Anonimato!

Andava pelas ruas apressado porque tinha que chegar logo a casa. Tomei o primeiro ônibus e, por isso, tive que me sentar numa das piores poltronas. Tudo bem, para chegar logo a casa estava disposto a fazer qualquer sacrifício. Ao menos naquele dia sim.

Depois de alguns minutos subiu o último passageiro. Aqui onde moro os ônibus públicos só partem depois que estão lotados. E assim partimos. No ônibus ninguém falava com ninguém. Era um silêncio medonho. Ouvíamos apenas o barulho do motor e dos solavancos que o motorista fazia o ônibus dar ao dirigir tão agressivamente. E, é claro, ouvíamos os ruídos de lá de fora.

O trânsito estava um pouco congestionado em alguns trechos apenas. Mas, isto não era motivo para que nos atrassássemos. Tudo estava perfeito para mim e para outros ao meu lado. Chegaríamos a casa com toda certeza. Não chovia, nem ventava forte e o sol estava ameno aquele dia. O céu azul, com nuvens brancas espalhadas aqui e ali, também estava bonito.

Distraía-me com o ir e vir de carros, das pessoas, dos ciclistas e com a natureza espalhada pelas ruas. No entanto, no ônibus ninguém conversava com ninguém. Eu também não. Nem ousava. De vez em quando, alguém atendia ao telefone. Apenas nestes momentos ouvíamos vozes.

Isto não é um fenômeno menos comum, hoje em dia. Entre muitos afazeres e muitas pessoas desconhecidas, melhor ficar calado e observar. Por que puxar conversa com alguém que você não conhece? Com uma pessoa desconhecida, falar o quê? E depois, será num curtíssimo espaço de tempo e pode ser que você nunca mais verá esta pessoa outra vez. E se, por azar, a gente começar a conversar com um bandido? Será que ele não nos seguirá para descobrir onde moramos, o que fazemos, por onde andamos e o que possuímos para nos assaltar? E se for uma moça ou um rapaz mais elegante, será que eles não pensarão que estamos interessados em algo mais? Melhor deixar pra lá. Nada de conversa e nada de comprometimentos. Palavras comprometem. Nada de papo com gente que não conhecemos. Melhor ficar no anonimato mesmo, respeitando o anonimato dos outros.
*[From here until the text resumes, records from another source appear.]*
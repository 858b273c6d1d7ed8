use bytes::Bytes;
use chrono::Utc;
use serde::{Deserialize, Serialize};
use serde_json::{json, Value};

use crate::backend::{tables, Cond, Direction, DynBackend, Select, IMAGE_BUCKET};
use crate::domain::{ContactMethod, ContentType, OfferType, Post, PostImage, RateType};
use crate::error::{AppError, AppResult, FieldError};
use crate::identity::{Identity, IdentityResolver};
use crate::store::{keys, EditIntent, LocalStore, OwnedPostRef};

pub const MAX_IMAGES: usize = 5;

/// In-progress listing form. Persisted to the local store so a half
/// finished draft survives restarts; cleared on successful submit.
#[derive(Debug, Clone, PartialEq, Serialize, Deserialize)]
#[serde(default)]
pub struct PostDraft {
    pub offer_type: OfferType,
    pub content_type: ContentType,
    pub title: String,
    pub description: String,
    pub contact_method: ContactMethod,
    pub contact_info: String,
    pub is_anonymous: bool,

    // Item listings
    pub item_category: String,
    pub condition: String,
    pub looking_for: String,
    pub can_offer: String,

    // Service listings
    pub service_category: String,
    pub experience_level: String,
    pub availability: String,
    pub rate_type: RateType,
    pub rate_amount: String,
    pub rate_notes: String,
}

impl Default for PostDraft {
    fn default() -> Self {
        Self {
            offer_type: OfferType::Offering,
            content_type: ContentType::Item,
            title: String::new(),
            description: String::new(),
            contact_method: ContactMethod::Email,
            contact_info: String::new(),
            is_anonymous: true,
            item_category: String::new(),
            condition: "Good".to_string(),
            looking_for: String::new(),
            can_offer: String::new(),
            service_category: String::new(),
            experience_level: "Intermediate".to_string(),
            availability: String::new(),
            rate_type: RateType::Trade,
            rate_amount: String::new(),
            rate_notes: String::new(),
        }
    }
}

/// Required-field rules per content-type/offer-type combination.
/// Violations block submission before any backend call.
pub fn validate(draft: &PostDraft) -> Vec<FieldError> {
    let mut errors = Vec::new();

    if draft.title.trim().is_empty() {
        errors.push(FieldError {
            field: "title",
            message: "Title is required",
        });
    }
    if draft.description.trim().is_empty() {
        errors.push(FieldError {
            field: "description",
            message: "Description is required",
        });
    }
    if draft.contact_info.trim().is_empty() {
        errors.push(FieldError {
            field: "contact_info",
            message: "Contact information is required",
        });
    }

    match draft.content_type {
        ContentType::Item => {
            if draft.item_category.is_empty() {
                errors.push(FieldError {
                    field: "item_category",
                    message: "Please select a category",
                });
            }
            if draft.offer_type == OfferType::Offering && draft.condition.is_empty() {
                errors.push(FieldError {
                    field: "condition",
                    message: "Please select a condition",
                });
            }
        }
        ContentType::Service => {
            if draft.service_category.is_empty() {
                errors.push(FieldError {
                    field: "service_category",
                    message: "Please select a service category",
                });
            }
            if draft.availability.trim().is_empty() {
                errors.push(FieldError {
                    field: "availability",
                    message: "Availability is required",
                });
            }
            if draft.rate_type != RateType::Trade && draft.rate_amount.trim().is_empty() {
                errors.push(FieldError {
                    field: "rate_amount",
                    message: "Please specify a rate amount",
                });
            }
        }
    }

    errors
}

/// One image picked for upload.
#[derive(Debug, Clone)]
pub struct ImageInput {
    pub file_name: String,
    pub data: Bytes,
}

#[derive(Debug, Clone)]
pub struct UploadFailure {
    pub file_name: String,
    pub error: String,
}

#[derive(Debug)]
pub struct SubmitOutcome {
    pub post_id: String,
    pub image_urls: Vec<String>,
    pub failed_uploads: Vec<UploadFailure>,
}

struct UploadedImage {
    url: String,
    path: String,
}

#[derive(Clone)]
pub struct ComposerService {
    backend: DynBackend,
    store: LocalStore,
    identity: IdentityResolver,
}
E assim construímos um mundo de ninguém…. Um ônibus lotado, mas onde pessoas não conhecem uma a outra, parece com um ônibus vazio. Para o motorista, em especial, os passageiros significam dinheiro: pão ou diversão. Mas, entre os passageiros não existe vínculo, apenas o tempo e o espaço os unem.

O anonimato é assim… como janela fechada para o que há de mais normal na vida: viver com o outro e para o outro. Ele neutraliza as palavras e os pensamentos neuróritos ficam vagando em nossa cabeça. A sociedade que fortifica o anonimato cria seres humanos fracos, fragmentários e incompetentes ao relacionamento edificante e maduro. Cria vazios… e falta de sentido.